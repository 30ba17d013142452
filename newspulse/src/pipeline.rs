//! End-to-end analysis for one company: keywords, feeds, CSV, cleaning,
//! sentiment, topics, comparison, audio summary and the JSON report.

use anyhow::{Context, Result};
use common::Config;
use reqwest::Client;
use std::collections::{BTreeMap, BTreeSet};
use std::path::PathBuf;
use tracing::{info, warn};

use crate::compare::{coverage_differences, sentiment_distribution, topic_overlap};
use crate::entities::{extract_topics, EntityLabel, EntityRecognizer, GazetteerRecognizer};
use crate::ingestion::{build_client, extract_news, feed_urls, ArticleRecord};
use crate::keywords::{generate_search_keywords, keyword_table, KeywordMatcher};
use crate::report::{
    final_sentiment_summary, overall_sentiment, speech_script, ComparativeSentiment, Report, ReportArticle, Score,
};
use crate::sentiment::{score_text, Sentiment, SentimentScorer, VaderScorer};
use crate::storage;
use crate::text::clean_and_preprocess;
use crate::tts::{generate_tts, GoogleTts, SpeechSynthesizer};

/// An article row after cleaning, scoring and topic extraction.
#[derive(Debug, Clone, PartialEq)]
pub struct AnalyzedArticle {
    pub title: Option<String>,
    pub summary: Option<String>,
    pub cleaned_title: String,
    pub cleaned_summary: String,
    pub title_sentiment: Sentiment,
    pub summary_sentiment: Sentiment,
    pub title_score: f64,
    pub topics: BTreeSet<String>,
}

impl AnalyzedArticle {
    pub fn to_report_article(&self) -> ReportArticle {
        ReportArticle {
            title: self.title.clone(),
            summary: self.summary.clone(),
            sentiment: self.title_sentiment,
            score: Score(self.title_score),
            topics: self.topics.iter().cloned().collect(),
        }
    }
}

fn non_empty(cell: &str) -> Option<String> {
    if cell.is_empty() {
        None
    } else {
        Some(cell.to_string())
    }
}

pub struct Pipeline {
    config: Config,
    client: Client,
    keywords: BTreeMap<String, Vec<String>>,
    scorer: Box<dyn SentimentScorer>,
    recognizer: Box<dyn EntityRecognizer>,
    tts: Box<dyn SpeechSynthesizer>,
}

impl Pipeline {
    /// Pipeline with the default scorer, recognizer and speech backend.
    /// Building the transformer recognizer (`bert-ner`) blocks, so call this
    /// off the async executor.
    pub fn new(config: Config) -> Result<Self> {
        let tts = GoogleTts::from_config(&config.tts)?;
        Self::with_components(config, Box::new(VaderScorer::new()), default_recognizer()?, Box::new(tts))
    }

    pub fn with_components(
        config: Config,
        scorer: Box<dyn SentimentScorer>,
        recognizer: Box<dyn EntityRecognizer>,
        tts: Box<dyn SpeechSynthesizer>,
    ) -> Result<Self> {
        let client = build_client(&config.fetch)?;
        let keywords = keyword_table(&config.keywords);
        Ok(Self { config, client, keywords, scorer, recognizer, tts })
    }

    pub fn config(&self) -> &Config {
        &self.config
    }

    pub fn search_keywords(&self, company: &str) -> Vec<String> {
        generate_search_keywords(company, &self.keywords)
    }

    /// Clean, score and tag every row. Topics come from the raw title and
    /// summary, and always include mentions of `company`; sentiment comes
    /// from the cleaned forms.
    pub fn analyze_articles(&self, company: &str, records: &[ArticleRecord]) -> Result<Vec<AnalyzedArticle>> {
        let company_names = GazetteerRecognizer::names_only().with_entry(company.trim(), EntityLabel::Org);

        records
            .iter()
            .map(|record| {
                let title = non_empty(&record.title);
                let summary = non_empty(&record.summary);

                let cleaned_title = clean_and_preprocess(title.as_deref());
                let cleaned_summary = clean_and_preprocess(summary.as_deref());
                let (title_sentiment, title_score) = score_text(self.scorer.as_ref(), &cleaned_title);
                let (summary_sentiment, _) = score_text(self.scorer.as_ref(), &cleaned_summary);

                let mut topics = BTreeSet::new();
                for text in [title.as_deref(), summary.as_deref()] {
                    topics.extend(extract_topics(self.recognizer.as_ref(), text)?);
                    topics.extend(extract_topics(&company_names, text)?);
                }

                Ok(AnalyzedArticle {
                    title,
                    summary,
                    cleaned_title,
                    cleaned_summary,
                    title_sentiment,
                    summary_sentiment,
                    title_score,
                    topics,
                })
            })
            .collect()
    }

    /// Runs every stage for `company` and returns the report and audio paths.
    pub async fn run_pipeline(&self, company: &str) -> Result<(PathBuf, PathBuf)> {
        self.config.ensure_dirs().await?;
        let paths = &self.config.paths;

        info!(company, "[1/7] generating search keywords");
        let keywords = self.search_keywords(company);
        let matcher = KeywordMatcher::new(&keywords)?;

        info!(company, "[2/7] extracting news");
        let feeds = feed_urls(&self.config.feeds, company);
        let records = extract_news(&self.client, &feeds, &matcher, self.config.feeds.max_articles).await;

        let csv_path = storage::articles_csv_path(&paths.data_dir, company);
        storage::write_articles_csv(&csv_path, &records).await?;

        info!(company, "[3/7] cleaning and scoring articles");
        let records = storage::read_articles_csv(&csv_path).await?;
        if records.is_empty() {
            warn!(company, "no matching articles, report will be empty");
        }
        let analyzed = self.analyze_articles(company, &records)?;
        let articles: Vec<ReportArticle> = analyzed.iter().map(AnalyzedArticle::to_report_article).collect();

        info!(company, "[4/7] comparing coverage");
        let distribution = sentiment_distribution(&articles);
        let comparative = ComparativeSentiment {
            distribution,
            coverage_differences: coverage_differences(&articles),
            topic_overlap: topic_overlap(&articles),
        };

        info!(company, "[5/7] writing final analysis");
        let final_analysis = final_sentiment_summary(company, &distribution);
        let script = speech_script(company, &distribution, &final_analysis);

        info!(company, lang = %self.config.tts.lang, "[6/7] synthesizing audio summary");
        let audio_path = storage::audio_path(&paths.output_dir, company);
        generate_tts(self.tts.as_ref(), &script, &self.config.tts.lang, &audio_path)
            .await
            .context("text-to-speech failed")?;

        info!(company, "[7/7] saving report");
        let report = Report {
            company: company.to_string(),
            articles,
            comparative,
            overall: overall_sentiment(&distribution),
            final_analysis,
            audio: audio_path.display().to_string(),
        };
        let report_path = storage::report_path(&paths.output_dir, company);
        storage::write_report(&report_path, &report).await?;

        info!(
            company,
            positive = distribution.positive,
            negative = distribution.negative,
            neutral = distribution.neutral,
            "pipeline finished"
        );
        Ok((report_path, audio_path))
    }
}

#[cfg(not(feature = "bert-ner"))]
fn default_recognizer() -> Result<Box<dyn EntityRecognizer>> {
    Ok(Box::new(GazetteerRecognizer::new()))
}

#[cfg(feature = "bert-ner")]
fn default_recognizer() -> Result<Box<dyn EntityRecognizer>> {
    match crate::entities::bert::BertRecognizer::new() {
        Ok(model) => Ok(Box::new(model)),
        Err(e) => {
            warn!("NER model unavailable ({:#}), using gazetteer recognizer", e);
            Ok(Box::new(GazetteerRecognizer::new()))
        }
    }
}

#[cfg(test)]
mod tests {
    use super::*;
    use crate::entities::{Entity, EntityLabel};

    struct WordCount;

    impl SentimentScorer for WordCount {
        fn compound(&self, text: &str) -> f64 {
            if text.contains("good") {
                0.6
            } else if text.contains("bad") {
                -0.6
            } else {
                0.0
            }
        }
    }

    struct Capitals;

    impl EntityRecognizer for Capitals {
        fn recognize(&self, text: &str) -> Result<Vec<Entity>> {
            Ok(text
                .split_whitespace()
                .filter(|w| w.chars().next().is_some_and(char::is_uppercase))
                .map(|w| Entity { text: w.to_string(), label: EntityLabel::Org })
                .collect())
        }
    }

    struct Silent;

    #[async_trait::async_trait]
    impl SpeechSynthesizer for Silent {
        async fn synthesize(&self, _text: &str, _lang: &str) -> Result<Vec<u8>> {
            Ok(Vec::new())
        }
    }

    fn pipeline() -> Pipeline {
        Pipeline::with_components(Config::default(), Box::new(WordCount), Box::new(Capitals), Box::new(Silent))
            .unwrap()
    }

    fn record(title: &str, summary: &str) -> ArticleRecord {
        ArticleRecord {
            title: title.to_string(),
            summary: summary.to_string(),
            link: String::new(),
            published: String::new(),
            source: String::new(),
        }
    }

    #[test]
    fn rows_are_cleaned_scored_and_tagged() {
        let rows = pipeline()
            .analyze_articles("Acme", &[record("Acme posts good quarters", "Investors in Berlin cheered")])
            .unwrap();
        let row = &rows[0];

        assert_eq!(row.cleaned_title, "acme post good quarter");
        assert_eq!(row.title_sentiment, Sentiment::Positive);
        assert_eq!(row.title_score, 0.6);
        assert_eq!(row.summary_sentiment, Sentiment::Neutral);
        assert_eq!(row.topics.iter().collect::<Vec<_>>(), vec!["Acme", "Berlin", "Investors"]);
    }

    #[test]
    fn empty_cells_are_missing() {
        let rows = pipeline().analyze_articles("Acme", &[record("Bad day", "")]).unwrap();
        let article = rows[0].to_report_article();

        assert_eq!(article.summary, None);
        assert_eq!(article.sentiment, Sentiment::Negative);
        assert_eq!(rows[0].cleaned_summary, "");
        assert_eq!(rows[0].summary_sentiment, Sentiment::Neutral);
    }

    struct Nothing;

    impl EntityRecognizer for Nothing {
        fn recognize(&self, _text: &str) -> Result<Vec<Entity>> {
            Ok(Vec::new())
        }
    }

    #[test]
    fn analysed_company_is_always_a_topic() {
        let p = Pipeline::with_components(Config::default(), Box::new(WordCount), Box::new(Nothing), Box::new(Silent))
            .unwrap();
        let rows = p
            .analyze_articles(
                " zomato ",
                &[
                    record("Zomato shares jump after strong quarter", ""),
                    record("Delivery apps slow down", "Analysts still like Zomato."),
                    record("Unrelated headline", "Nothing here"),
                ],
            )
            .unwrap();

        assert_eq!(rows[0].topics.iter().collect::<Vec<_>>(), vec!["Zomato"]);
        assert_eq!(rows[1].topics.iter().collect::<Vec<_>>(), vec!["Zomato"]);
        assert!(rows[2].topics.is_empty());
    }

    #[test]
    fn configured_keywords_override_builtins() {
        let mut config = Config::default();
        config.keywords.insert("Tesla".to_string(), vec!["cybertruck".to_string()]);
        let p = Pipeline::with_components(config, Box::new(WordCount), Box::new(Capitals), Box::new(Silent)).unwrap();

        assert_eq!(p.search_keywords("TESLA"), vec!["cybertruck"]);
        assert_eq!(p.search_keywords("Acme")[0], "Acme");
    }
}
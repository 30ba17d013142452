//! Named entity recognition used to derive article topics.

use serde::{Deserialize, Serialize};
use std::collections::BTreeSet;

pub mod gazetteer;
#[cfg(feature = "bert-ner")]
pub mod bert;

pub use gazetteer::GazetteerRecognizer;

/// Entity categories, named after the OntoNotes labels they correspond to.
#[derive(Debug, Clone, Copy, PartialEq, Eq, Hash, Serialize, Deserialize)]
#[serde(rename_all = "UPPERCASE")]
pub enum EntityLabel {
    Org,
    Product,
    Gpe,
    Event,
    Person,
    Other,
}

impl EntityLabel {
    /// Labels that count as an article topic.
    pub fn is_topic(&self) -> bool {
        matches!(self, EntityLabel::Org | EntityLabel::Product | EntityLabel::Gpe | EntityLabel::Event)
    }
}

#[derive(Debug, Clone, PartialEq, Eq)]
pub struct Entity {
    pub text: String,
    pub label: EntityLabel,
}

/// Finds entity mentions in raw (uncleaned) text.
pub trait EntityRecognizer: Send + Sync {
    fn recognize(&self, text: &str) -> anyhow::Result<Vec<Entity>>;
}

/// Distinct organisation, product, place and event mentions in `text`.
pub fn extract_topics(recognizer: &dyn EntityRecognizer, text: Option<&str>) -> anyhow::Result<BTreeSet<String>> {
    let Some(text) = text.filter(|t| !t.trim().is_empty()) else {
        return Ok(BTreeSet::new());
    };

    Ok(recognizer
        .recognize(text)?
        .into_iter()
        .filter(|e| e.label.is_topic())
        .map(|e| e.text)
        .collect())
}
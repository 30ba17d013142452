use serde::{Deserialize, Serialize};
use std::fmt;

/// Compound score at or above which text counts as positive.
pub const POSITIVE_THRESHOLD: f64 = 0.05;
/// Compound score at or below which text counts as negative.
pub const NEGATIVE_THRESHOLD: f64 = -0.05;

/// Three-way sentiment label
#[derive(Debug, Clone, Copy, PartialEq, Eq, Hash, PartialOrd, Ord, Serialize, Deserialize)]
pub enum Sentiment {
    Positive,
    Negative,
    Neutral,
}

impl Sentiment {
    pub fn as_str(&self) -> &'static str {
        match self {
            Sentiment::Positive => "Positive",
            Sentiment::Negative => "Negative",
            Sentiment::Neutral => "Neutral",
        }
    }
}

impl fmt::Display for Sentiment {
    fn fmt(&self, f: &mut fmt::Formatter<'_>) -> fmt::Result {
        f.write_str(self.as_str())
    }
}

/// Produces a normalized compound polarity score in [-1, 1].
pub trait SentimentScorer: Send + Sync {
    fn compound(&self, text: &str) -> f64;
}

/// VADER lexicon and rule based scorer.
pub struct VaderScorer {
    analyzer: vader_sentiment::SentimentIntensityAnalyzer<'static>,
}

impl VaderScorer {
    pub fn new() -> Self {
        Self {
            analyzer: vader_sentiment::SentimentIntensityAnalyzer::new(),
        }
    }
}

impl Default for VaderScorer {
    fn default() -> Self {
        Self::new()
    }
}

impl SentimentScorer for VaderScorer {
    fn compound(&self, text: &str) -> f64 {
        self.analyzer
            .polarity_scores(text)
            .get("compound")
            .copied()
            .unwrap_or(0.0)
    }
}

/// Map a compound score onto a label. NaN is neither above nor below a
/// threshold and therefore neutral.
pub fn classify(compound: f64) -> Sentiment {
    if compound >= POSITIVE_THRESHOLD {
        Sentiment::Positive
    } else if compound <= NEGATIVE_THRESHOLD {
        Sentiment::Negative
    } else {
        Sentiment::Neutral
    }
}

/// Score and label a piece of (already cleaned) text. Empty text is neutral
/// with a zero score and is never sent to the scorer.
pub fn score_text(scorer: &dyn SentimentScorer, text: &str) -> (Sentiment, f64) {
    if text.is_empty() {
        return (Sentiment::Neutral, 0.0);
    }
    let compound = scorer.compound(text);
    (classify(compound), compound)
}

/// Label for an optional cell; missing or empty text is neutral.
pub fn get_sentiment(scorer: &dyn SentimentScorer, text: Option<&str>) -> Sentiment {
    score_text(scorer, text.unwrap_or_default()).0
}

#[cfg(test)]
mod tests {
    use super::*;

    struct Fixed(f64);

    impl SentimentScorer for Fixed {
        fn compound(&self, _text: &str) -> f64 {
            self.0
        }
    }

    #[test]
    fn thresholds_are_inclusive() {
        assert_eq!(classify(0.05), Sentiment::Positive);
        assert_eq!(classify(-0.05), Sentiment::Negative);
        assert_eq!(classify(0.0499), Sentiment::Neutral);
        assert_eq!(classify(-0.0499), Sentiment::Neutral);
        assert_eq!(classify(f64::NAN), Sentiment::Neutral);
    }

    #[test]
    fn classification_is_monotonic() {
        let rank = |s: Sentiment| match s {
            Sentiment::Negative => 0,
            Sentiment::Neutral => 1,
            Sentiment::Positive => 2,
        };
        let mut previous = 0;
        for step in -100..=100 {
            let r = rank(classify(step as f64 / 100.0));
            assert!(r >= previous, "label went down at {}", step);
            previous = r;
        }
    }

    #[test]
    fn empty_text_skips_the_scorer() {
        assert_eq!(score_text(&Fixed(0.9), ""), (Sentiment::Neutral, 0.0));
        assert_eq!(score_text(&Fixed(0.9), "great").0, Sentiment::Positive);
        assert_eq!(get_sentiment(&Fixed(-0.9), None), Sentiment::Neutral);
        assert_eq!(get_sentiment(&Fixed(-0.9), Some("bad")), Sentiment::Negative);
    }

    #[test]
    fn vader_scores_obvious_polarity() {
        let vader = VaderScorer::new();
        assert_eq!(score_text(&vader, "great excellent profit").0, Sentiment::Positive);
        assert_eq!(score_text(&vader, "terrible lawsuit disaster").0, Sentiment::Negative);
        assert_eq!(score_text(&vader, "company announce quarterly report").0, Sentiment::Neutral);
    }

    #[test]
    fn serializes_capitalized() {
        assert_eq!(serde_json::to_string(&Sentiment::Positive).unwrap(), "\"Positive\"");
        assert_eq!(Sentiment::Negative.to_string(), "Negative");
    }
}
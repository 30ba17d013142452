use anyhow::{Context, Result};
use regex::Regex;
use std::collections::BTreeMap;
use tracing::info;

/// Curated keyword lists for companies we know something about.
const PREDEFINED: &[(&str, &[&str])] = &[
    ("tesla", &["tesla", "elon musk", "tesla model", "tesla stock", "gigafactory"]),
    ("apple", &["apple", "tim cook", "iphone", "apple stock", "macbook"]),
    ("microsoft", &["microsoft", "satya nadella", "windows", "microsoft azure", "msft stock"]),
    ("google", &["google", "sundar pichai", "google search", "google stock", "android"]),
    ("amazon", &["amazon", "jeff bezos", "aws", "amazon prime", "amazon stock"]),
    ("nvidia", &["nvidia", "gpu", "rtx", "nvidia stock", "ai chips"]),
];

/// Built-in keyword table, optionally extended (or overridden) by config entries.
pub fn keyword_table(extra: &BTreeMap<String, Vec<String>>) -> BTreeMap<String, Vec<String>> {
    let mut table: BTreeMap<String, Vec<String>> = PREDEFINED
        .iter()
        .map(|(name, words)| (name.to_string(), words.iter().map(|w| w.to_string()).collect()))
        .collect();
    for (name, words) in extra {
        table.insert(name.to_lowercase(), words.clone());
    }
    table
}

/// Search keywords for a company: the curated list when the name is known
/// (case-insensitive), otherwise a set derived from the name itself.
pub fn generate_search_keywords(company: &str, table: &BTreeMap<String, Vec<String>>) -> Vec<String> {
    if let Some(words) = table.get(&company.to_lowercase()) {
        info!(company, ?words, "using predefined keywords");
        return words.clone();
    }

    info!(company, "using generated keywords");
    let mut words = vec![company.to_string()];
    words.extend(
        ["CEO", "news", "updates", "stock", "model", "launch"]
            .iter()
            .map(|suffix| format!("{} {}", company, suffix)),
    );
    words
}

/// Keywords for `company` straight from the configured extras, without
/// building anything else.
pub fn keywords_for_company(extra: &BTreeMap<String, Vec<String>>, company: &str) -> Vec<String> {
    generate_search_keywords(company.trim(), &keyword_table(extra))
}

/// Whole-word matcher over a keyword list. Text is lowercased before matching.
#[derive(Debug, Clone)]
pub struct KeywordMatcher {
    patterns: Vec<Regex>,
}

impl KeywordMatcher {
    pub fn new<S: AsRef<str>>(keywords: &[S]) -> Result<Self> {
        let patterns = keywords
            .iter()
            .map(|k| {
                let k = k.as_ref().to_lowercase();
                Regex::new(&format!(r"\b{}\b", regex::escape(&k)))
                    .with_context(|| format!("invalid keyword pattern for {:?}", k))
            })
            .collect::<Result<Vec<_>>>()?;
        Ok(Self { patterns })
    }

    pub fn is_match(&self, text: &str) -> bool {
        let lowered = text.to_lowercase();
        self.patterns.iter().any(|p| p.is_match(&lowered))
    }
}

» About this exercise: Extract each line holding the word "step" from the records.

» Task result:
        for step in -100..=100 {
            let r = rank(classify(step as f64 / 100.0));
            assert!(r >= previous, "label went down at {}", step);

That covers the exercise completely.